impl Circuit {
    /// Check wire numbering, acyclicity and the output count
    ///
    /// Gate ids must run contiguously from `n + 1`, and each gate may only read
    /// input wires or gates listed before it.
    pub fn validate(&self) -> Result<(), CircuitError> {
        if self.num_inputs == 0 {
            return Err(CircuitError::NoInputs);
        }
        if self.gates.is_empty() {
            return Err(CircuitError::NoGates);
        }

        // Every wire id up to n + q must fit a WireId; the casts below rely on it.
        let fits = self
            .num_inputs
            .checked_add(self.gates.len())
            .is_some_and(|total| WireId::try_from(total).is_ok());
        if !fits {
            return Err(CircuitError::TooManyWires {
                inputs: self.num_inputs,
                gates: self.gates.len(),
            });
        }

        for (position, gate) in self.gates.iter().enumerate() {
            let expected = (self.num_inputs + position + 1) as WireId;
            if gate.id != expected {
                if position > 0 && gate.id == self.gates[position - 1].id {
                    return Err(CircuitError::DuplicateGate { gate: gate.id });
                }
                return Err(CircuitError::NonContiguousGate {
                    expected,
                    found: gate.id,
                });
            }

            for wire in [gate.left, gate.right] {
                if wire == 0 {
                    return Err(CircuitError::UndefinedWire {
                        gate: gate.id,
                        wire,
                    });
                }
                if wire >= gate.id {
                    return Err(CircuitError::ForwardReference {
                        gate: gate.id,
                        wire,
                    });
                }
            }
        }

        if self.num_outputs == 0 || self.num_outputs > self.gates.len() {
            return Err(CircuitError::InvalidOutputCount {
                outputs: self.num_outputs,
                gates: self.gates.len(),
            });
        }
        Ok(())
    }

    /// Number of input wires `n`
    pub fn num_inputs(&self) -> usize {
        self.num_inputs
    }

    /// Number of gates `q`
    pub fn num_gates(&self) -> usize {
        self.gates.len()
    }

    /// Number of output wires `m`
    pub fn num_outputs(&self) -> usize {
        self.num_outputs
    }

    /// Total number of wires `n + q`
    pub fn num_wires(&self) -> usize {
        self.num_inputs + self.gates.len()
    }

    /// Gates in topological order
    pub fn gates(&self) -> &[Gate] {
        &self.gates
    }

    /// Gate with the given id
    pub fn gate(&self, id: WireId) -> Option<&Gate> {
        (id as usize)
            .checked_sub(self.num_inputs + 1)
            .and_then(|index| self.gates.get(index))
    }

    /// Ids of the input wires `1..=n`
    pub fn input_wires(&self) -> std::ops::RangeInclusive<WireId> {
        1..=self.num_inputs as WireId
    }

    /// Ids of the output wires, in order
    pub fn output_wires(&self) -> impl Iterator<Item = WireId> + '_ {
        self.gates[self.gates.len() - self.num_outputs..]
            .iter()
            .map(|gate| gate.id)
    }

    /// Whether `wire` is one of the circuit outputs
    pub fn is_output(&self, wire: WireId) -> bool {
        wire as usize > self.num_wires() - self.num_outputs && wire as usize <= self.num_wires()
    }

    /// Evaluate the circuit directly on plaintext bits
    pub fn evaluate_plain(&self, inputs: &[bool]) -> Result<Vec<bool>, CircuitError> {
        if inputs.len() != self.num_inputs {
            return Err(CircuitError::InputLengthMismatch {
                expected: self.num_inputs,
                found: inputs.len(),
            });
        }

        let mut values = Vec::with_capacity(self.num_wires());
        values.extend_from_slice(inputs);
        for gate in &self.gates {
            let a = values[gate.left as usize - 1];
            let b = values[gate.right as usize - 1];
            values.push(gate.function.apply(a, b));
        }

        Ok(values.split_off(values.len() - self.num_outputs))
    }

    /// Save the circuit as JSON
    pub fn save_json<P: AsRef<Path>>(&self, path: P) -> Result<()> {
        let json = serde_json::to_string_pretty(self)?;
        std::fs::write(path, json)?;
        Ok(())
    }

    /// Load and validate a circuit from JSON
    pub fn load_json<P: AsRef<Path>>(path: P) -> Result<Self> {
        let data = std::fs::read_to_string(path)?;
        let circuit = serde_json::from_str(&data)?;
        Ok(circuit)
    }
}

#[cfg(test)]
mod tests {
    use super::*;

    fn and_or_circuit() -> Circuit {
        // (A AND B) OR C
        CircuitBuilder::new(3)
            .gate(4, 1, 2, BooleanFunction::AND)
            .gate(5, 4, 3, BooleanFunction::OR)
            .build()
            .unwrap()
    }

    #[test]
    fn test_named_truth_tables() {
        // bit 3 = f(1,1), bit 0 = f(0,0)
        assert_eq!(BooleanFunction::AND.truth_table(), 0b1000);
        assert_eq!(BooleanFunction::OR.truth_table(), 0b1110);
        assert_eq!(BooleanFunction::XOR.truth_table(), 0b0110);
        assert_eq!(BooleanFunction::NAND.truth_table(), 0b0111);
        assert_eq!(BooleanFunction::A_OR_NOT_B.truth_table(), 0b1101);

        assert_eq!(BooleanFunction::AND.tag(), "AND");
        assert_eq!(BooleanFunction::NOR.tag(), "NOR");
        assert_eq!(BooleanFunction::NOT_A_OR_B.tag(), "NOT_A_OR_B");
        assert_eq!(BooleanFunction::A_OR_NOT_B.to_string(), "A_OR_NOT_B");
    }

    #[test]
    fn test_tags_index_matches_table() {
        for table in 0u8..16 {
            let function = BooleanFunction(table);
            assert_eq!(function.tag().parse::<BooleanFunction>().unwrap(), function);
        }
    }

    #[test]
    fn test_apply_a_or_not_b() {
        let f = BooleanFunction::A_OR_NOT_B;
        assert!(f.apply(false, false));
        assert!(!f.apply(false, true));
        assert!(f.apply(true, false));
        assert!(f.apply(true, true));
    }

    #[test]
    fn test_parse_tags() {
        assert_eq!("and".parse::<BooleanFunction>().unwrap(), BooleanFunction::AND);
        assert_eq!("TT1011".parse::<BooleanFunction>().unwrap(), BooleanFunction::A_OR_NOT_B);
        assert_eq!("tt0001".parse::<BooleanFunction>().unwrap(), BooleanFunction::AND);
        assert!(matches!(
            "MAJ".parse::<BooleanFunction>(),
            Err(CircuitError::UnknownFunction { .. })
        ));
        assert!("TT102".parse::<BooleanFunction>().is_err());
        assert!("TT1021".parse::<BooleanFunction>().is_err());
    }

    #[test]
    fn test_builder_sorts_gates() {
        let circuit = CircuitBuilder::new(3)
            .gate(5, 4, 3, BooleanFunction::OR)
            .gate(4, 1, 2, BooleanFunction::AND)
            .build()
            .unwrap();
        assert_eq!(circuit, and_or_circuit());
        assert_eq!(circuit.gate(4).unwrap().function, BooleanFunction::AND);
        assert!(circuit.gate(3).is_none());
    }

    #[test]
    fn test_reject_forward_reference() {
        let result = CircuitBuilder::new(2)
            .gate(3, 1, 4, BooleanFunction::AND)
            .gate(4, 1, 2, BooleanFunction::OR)
            .build();
        assert_eq!(result, Err(CircuitError::ForwardReference { gate: 3, wire: 4 }));
    }

    #[test]
    fn test_reject_self_reference() {
        let result = CircuitBuilder::new(2)
            .gate(3, 3, 1, BooleanFunction::AND)
            .build();
        assert_eq!(result, Err(CircuitError::ForwardReference { gate: 3, wire: 3 }));
    }

    #[test]
    fn test_reject_wire_zero() {
        let result = CircuitBuilder::new(2)
            .gate(3, 0, 1, BooleanFunction::AND)
            .build();
        assert_eq!(result, Err(CircuitError::UndefinedWire { gate: 3, wire: 0 }));
    }

    #[test]
    fn test_reject_gaps_and_duplicates() {
        let gap = CircuitBuilder::new(2)
            .gate(4, 1, 2, BooleanFunction::AND)
            .build();
        assert_eq!(gap, Err(CircuitError::NonContiguousGate { expected: 3, found: 4 }));

        let duplicate = CircuitBuilder::new(2)
            .gate(3, 1, 2, BooleanFunction::AND)
            .gate(3, 1, 2, BooleanFunction::OR)
            .build();
        assert_eq!(duplicate, Err(CircuitError::DuplicateGate { gate: 3 }));
    }

    #[test]
    fn test_reject_bad_shapes() {
        assert_eq!(CircuitBuilder::new(0).build(), Err(CircuitError::NoInputs));
        assert_eq!(CircuitBuilder::new(2).build(), Err(CircuitError::NoGates));
        let too_many_outputs = CircuitBuilder::new(2)
            .gate(3, 1, 2, BooleanFunction::AND)
            .outputs(2)
            .build();
        assert_eq!(
            too_many_outputs,
            Err(CircuitError::InvalidOutputCount { outputs: 2, gates: 1 })
        );
    }

    #[test]
    fn test_evaluate_plain() {
        let circuit = and_or_circuit();
        assert_eq!(circuit.evaluate_plain(&[true, false, true]).unwrap(), vec![true]);
        assert_eq!(circuit.evaluate_plain(&[true, true, false]).unwrap(), vec![true]);
        assert_eq!(circuit.evaluate_plain(&[false, false, false]).unwrap(), vec![false]);
        assert!(circuit.evaluate_plain(&[true]).is_err());
    }

    #[test]
    fn test_output_wires() {
        let circuit = CircuitBuilder::new(2)
            .gate(3, 1, 2, BooleanFunction::AND)
            .gate(4, 1, 2, BooleanFunction::XOR)
            .gate(5, 3, 4, BooleanFunction::OR)
            .outputs(2)
            .build()
            .unwrap();
        assert_eq!(circuit.output_wires().collect::<Vec<_>>(), vec![4, 5]);
        assert!(circuit.is_output(4));
        assert!(!circuit.is_output(3));
        assert!(!circuit.is_output(6));
    }

    #[test]
    fn test_json_round_trip_revalidates() -> Result<()> {
        let circuit = and_or_circuit();
        let temp_file = tempfile::NamedTempFile::new()?;
        circuit.save_json(temp_file.path())?;
        assert_eq!(Circuit::load_json(temp_file.path())?, circuit);

        let broken = r#"{"num_inputs":2,"num_outputs":1,"gates":[{"id":3,"left":1,"right":3,"function":"AND"}]}"#;
        assert!(serde_json::from_str::<Circuit>(broken).is_err());
        let unknown = r#"{"num_inputs":2,"num_outputs":1,"gates":[{"id":3,"left":1,"right":2,"function":"MAJ"}]}"#;
        assert!(serde_json::from_str::<Circuit>(unknown).is_err());
        Ok(())
    }

    #[test]
    fn test_reject_wire_ids_beyond_u32() {
        let huge = CircuitBuilder::new(u32::MAX as usize)
            .gate(3, 1, 2, BooleanFunction::AND)
            .build();
        assert_eq!(
            huge,
            Err(CircuitError::TooManyWires {
                inputs: u32::MAX as usize,
                gates: 1
            })
        );

        #[cfg(target_pointer_width = "64")]
        {
            // n = 2^32 + 2 would wrap the first gate id back to 3
            let wrapped = CircuitBuilder::new((1usize << 32) + 2)
                .gate(3, 1, 2, BooleanFunction::AND)
                .build();
            assert!(matches!(wrapped, Err(CircuitError::TooManyWires { .. })));

            let overflowing = format!(
                r#"{{"num_inputs":{},"num_outputs":1,"gates":[{{"id":3,"left":1,"right":2,"function":"AND"}}]}}"#,
                usize::MAX
            );
            let err = serde_json::from_str::<Circuit>(&overflowing).unwrap_err();
            assert!(err.to_string().contains("32-bit wire id space"), "{err}");
        }
    }

    #[test]
    fn test_input_wires() {
        assert_eq!(and_or_circuit().input_wires().collect::<Vec<_>>(), vec![1, 2, 3]);
    }
}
★ ★ ★ ★
Problem details
Over all the entries, say how many lines hold the string "values". The reply is the number alone.

Written answer
6